Dot: Hello gentlemen, what can I do for you? Dizzee: The Bow Massive is in the house, innit. Dot: Ooh I say! (lights up another fag) Dizzee: Can me put me Mercury Music award up here on the shelf next to the detergent? Dot: You'll all be wanting those baggy hooded tops machine-washed, ironed and folded, I bet. Dizzee: Nah grandma, grime is where it's at. Dot: Don't you dare stand on that spin drier young man. Mr Papadopolous will be furious! Dizzee: I'm just a rascal. Fix up, look sharp. Dot: You don't scare me with your clever words, you young rap scallion. Dizzee: We is taking over your launderette. We is gonna hang out in here all day and play well banging tunes. Dot: "Thou shalt not hang out all day and play well banging tunes in the house of the washerwomen" - Proverbs chapter 14 verse 11 Dizzee: Oh alright then. Just a service wash please.

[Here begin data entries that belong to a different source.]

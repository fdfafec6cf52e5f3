//! WSI presenter backed by a Vulkan swapchain.

use std::sync::Arc;

use tracing::{info, warn};
use vkr_core::PresentModePreference;
use vkr_rhi::vulkan::{Instance, Semaphore, Swapchain, VulkanDevice};
use vkr_rhi::{RhiResult, vk};

use crate::presenter::{AcquiredImage, Presenter};

/// Maps the configured preference onto a Vulkan present mode.
pub fn present_mode_from_preference(preference: PresentModePreference) -> vk::PresentModeKHR {
    match preference {
        PresentModePreference::Fifo => vk::PresentModeKHR::FIFO,
        PresentModePreference::Mailbox => vk::PresentModeKHR::MAILBOX,
        PresentModePreference::Immediate => vk::PresentModeKHR::IMMEDIATE,
    }
}

/// Presents through a swapchain created on a host-owned surface.
///
/// The surface must outlive the presenter.
pub struct SwapchainPresenter {
    swapchain: Swapchain,
    device: Arc<VulkanDevice>,
}

impl SwapchainPresenter {
    /// # Errors
    ///
    /// Returns an error if the surface cannot back a blit-target swapchain or
    /// swapchain creation fails.
    pub fn new(
        instance: &Instance,
        device: Arc<VulkanDevice>,
        surface: vk::SurfaceKHR,
        extent: vk::Extent2D,
        preference: PresentModePreference,
    ) -> RhiResult<Self> {
        let swapchain = Swapchain::new(
            instance,
            Arc::clone(device.device()),
            surface,
            extent,
            present_mode_from_preference(preference),
        )?;
        info!(
            "Swapchain presenter ready: {} images, {:?}",
            swapchain.image_count(),
            swapchain.present_mode()
        );
        Ok(Self { swapchain, device })
    }

    pub fn present_mode(&self) -> vk::PresentModeKHR {
        self.swapchain.present_mode()
    }

    pub fn present_mode_supported(&self, mode: vk::PresentModeKHR) -> RhiResult<bool> {
        self.swapchain.supports_present_mode(mode)
    }

    pub fn swapchain(&self) -> &Swapchain {
        &self.swapchain
    }

    pub fn device(&self) -> &Arc<VulkanDevice> {
        &self.device
    }
}

impl Presenter<VulkanDevice> for SwapchainPresenter {
    fn extent(&self) -> vk::Extent2D {
        self.swapchain.extent()
    }

    fn image_count(&self) -> u32 {
        self.swapchain.image_count()
    }

    fn final_layout(&self) -> vk::ImageLayout {
        vk::ImageLayout::PRESENT_SRC_KHR
    }

    fn acquire(&mut self, image_ready: &Semaphore) -> RhiResult<AcquiredImage> {
        let (index, suboptimal) = self.swapchain.acquire_next_image(image_ready.handle())?;
        Ok(AcquiredImage {
            index,
            image: self.swapchain.images()[index as usize],
            extent: self.swapchain.extent(),
            uses_semaphores: true,
            suboptimal,
        })
    }

    fn present(&mut self, image: &AcquiredImage, render_done: &Semaphore) -> RhiResult<bool> {
        self.swapchain.present(image.index, render_done.handle())
    }

    fn resize(&mut self, extent: vk::Extent2D) -> RhiResult<()> {
        let mode = self.swapchain.present_mode();
        self.swapchain.recreate(extent, mode)
    }

    /// Recreates the swapchain with `mode` at the current size.
    fn set_present_mode(&mut self, mode: vk::PresentModeKHR) -> RhiResult<bool> {
        if !self.present_mode_supported(mode)? {
            warn!("Present mode {:?} not supported by the surface", mode);
            return Ok(false);
        }
        if mode != self.swapchain.present_mode() {
            let extent = self.swapchain.extent();
            self.swapchain.recreate(extent, mode)?;
        }
        Ok(true)
    }
}

#[cfg(test)]
mod tests {
    use super::*;

    #[test]
    fn test_present_mode_from_preference() {
        assert_eq!(
            present_mode_from_preference(PresentModePreference::Fifo),
            vk::PresentModeKHR::FIFO
        );
        assert_eq!(
            present_mode_from_preference(PresentModePreference::Mailbox),
            vk::PresentModeKHR::MAILBOX
        );
        assert_eq!(
            present_mode_from_preference(PresentModePreference::Immediate),
            vk::PresentModeKHR::IMMEDIATE
        );
    }
}
//! Renderer configuration.
//!
//! Every field has a default, so a config file only needs the values it
//! changes:
//!
//! ```toml
//! frames_in_flight = 2
//! present_mode = "mailbox"
//!
//! [window]
//! width = 1920
//! height = 1080
//! ```

use std::path::{Path, PathBuf};

use serde::{Deserialize, Serialize};

use crate::error::{Error, Result};

/// Upper bound for both the frame-in-flight count and dynamic mesh slots.
pub const MAX_FRAME_SLOTS: u32 = 8;

/// Requested presentation mode. Unsupported modes fall back to FIFO.
#[derive(Clone, Copy, Debug, Default, PartialEq, Eq, Serialize, Deserialize)]
#[serde(rename_all = "lowercase")]
pub enum PresentModePreference {
    /// Vsync, always available
    #[default]
    Fifo,
    /// Low-latency triple buffering without tearing
    Mailbox,
    /// No vsync, may tear
    Immediate,
}

/// Window parameters used by the demo host.
#[derive(Clone, Debug, PartialEq, Serialize, Deserialize)]
#[serde(default)]
pub struct WindowConfig {
    pub width: u32,
    pub height: u32,
    pub title: String,
}

impl Default for WindowConfig {
    fn default() -> Self {
        Self {
            width: 1280,
            height: 720,
            title: "vkr".to_string(),
        }
    }
}

/// Perspective camera defaults.
#[derive(Clone, Debug, PartialEq, Serialize, Deserialize)]
#[serde(default)]
pub struct CameraConfig {
    pub fov_y_degrees: f32,
    pub near: f32,
    pub far: f32,
}

impl Default for CameraConfig {
    fn default() -> Self {
        Self {
            fov_y_degrees: 60.0,
            near: 0.1,
            far: 100.0,
        }
    }
}

/// SPIR-V binaries handed to `create_material` by the host.
#[derive(Clone, Debug, PartialEq, Serialize, Deserialize)]
#[serde(default)]
pub struct ShaderConfig {
    pub vertex: PathBuf,
    pub fragment: PathBuf,
}

impl Default for ShaderConfig {
    fn default() -> Self {
        Self {
            vertex: PathBuf::from("shaders/mesh.vert.spv"),
            fragment: PathBuf::from("shaders/mesh.frag.spv"),
        }
    }
}

/// Top-level renderer configuration.
#[derive(Clone, Debug, PartialEq, Serialize, Deserialize)]
#[serde(default)]
pub struct RendererConfig {
    /// Number of frames that may be in flight; one command buffer, fence and
    /// offscreen target per frame.
    pub frames_in_flight: u32,
    /// Ring slots per dynamic mesh.
    pub dynamic_mesh_slots: u32,
    pub present_mode: PresentModePreference,
    pub enable_validation: bool,
    pub clear_color: [f32; 4],
    pub camera: CameraConfig,
    pub window: WindowConfig,
    pub shaders: ShaderConfig,
}

impl Default for RendererConfig {
    fn default() -> Self {
        Self {
            frames_in_flight: 3,
            dynamic_mesh_slots: 2,
            present_mode: PresentModePreference::Fifo,
            enable_validation: cfg!(debug_assertions),
            clear_color: [0.0, 0.0, 0.0, 1.0],
            camera: CameraConfig::default(),
            window: WindowConfig::default(),
            shaders: ShaderConfig::default(),
        }
    }
}

impl RendererConfig {
    /// Parses and validates a TOML document.
    pub fn from_toml_str(text: &str) -> Result<Self> {
        let config: Self = toml::from_str(text)?;
        config.validate()?;
        Ok(config)
    }

    /// Reads, parses and validates a TOML file.
    pub fn load(path: impl AsRef<Path>) -> Result<Self> {
        let path = path.as_ref();
        let text = std::fs::read_to_string(path)?;
        let config = Self::from_toml_str(&text)?;
        tracing::info!("Loaded renderer config from {}", path.display());
        Ok(config)
    }

    /// Loads `path` when it exists, otherwise returns the defaults.
    pub fn load_or_default(path: impl AsRef<Path>) -> Result<Self> {
        let path = path.as_ref();
        if path.exists() {
            Self::load(path)
        } else {
            tracing::debug!("No config at {}, using defaults", path.display());
            Ok(Self::default())
        }
    }

    /// Serializes the configuration back to TOML.
    pub fn to_toml_string(&self) -> Result<String> {
        toml::to_string_pretty(self).map_err(|e| Error::Config(e.to_string()))
    }

    /// Checks value ranges that serde cannot express.
    pub fn validate(&self) -> Result<()> {
        if !(1..=MAX_FRAME_SLOTS).contains(&self.frames_in_flight) {
            return Err(Error::Config(format!(
                "frames_in_flight must be in 1..={}, got {}",
                MAX_FRAME_SLOTS, self.frames_in_flight
            )));
        }
        if !(1..=MAX_FRAME_SLOTS).contains(&self.dynamic_mesh_slots) {
            return Err(Error::Config(format!(
                "dynamic_mesh_slots must be in 1..={}, got {}",
                MAX_FRAME_SLOTS, self.dynamic_mesh_slots
            )));
        }
        if self.window.width == 0 || self.window.height == 0 {
            return Err(Error::Config(format!(
                "window size must be non-zero, got {}x{}",
                self.window.width, self.window.height
            )));
        }
        let camera = &self.camera;
        if !(camera.near > 0.0 && camera.far > camera.near) {
            return Err(Error::Config(format!(
                "camera planes must satisfy 0 < near < far, got near={} far={}",
                camera.near, camera.far
            )));
        }
        if !(camera.fov_y_degrees > 0.0 && camera.fov_y_degrees < 180.0) {
            return Err(Error::Config(format!(
                "camera fov must be in (0, 180) degrees, got {}",
                camera.fov_y_degrees
            )));
        }
        Ok(())
    }
}

#[cfg(test)]
mod tests {
    use std::io::Write;

    use super::*;

    #[test]
    fn test_defaults_are_valid() {
        let config = RendererConfig::default();
        assert!(config.validate().is_ok());
        assert_eq!(config.frames_in_flight, 3);
        assert_eq!(config.dynamic_mesh_slots, 2);
        assert_eq!(config.present_mode, PresentModePreference::Fifo);
    }

    #[test]
    fn test_partial_document_keeps_defaults() {
        let config = RendererConfig::from_toml_str(
            r#"
            frames_in_flight = 2
            present_mode = "mailbox"

            [window]
            width = 640
            "#,
        )
        .unwrap();

        assert_eq!(config.frames_in_flight, 2);
        assert_eq!(config.present_mode, PresentModePreference::Mailbox);
        assert_eq!(config.window.width, 640);
        assert_eq!(config.window.height, 720);
        assert_eq!(config.dynamic_mesh_slots, 2);
    }

    #[test]
    fn test_zero_frames_rejected() {
        let result = RendererConfig::from_toml_str("frames_in_flight = 0");
        assert!(matches!(result, Err(Error::Config(_))));
    }

    #[test]
    fn test_inverted_planes_rejected() {
        let result = RendererConfig::from_toml_str("[camera]\nnear = 10.0\nfar = 1.0");
        assert!(matches!(result, Err(Error::Config(_))));
    }

    #[test]
    fn test_unknown_present_mode_is_parse_error() {
        let result = RendererConfig::from_toml_str("present_mode = \"vsync-ish\"");
        assert!(matches!(result, Err(Error::ConfigParse(_))));
    }

    #[test]
    fn test_file_round_trip() {
        let mut config = RendererConfig::default();
        config.dynamic_mesh_slots = 3;
        config.clear_color = [0.1, 0.2, 0.3, 1.0];

        let mut file = tempfile::NamedTempFile::new().unwrap();
        file.write_all(config.to_toml_string().unwrap().as_bytes())
            .unwrap();

        let loaded = RendererConfig::load(file.path()).unwrap();
        assert_eq!(loaded, config);
    }

    #[test]
    fn test_missing_file_falls_back_to_defaults() {
        let dir = tempfile::tempdir().unwrap();
        let config = RendererConfig::load_or_default(dir.path().join("absent.toml")).unwrap();
        assert_eq!(config, RendererConfig::default());
    }
}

As you might expect in a poverty-stricken neighbourhood, we're well blessed for launderettes round here. The one you can see in the photo is my local, a welcoming place despite the smell of detergent and the harsh strip lighting. It's run by Lil, a hassled lady in a pinny, not quite Dot's age but just as helpful. She gossips, she mops the floor and she'll iron your shirts if you fork out a little extra. Her launderette is a little palace. The tops of the washing machines are covered by a jungle of well-watered pot plants. Paintings of sheep (and other rural idylls) hang from a fake marble wall. And a row of old brown leather chairs by the door makes a cosy place to sit while you wait for the spin cycle to finish. As I remember.
All this is in sharp contrast to The Powder Room, the other launderette across the road on Bromley High Street. This is a much more utilitarian facility, just a white shell housing two rows of machines separated by an empty gangway. The building is open 24 hours a day, which probably explains why it's become the chosen hangout for gangs of hooded local youths. Not that they frighten me or anything, but I've noted the two security cameras pointing at the door and I've read the police warning notice stuck to the window, so I keep away.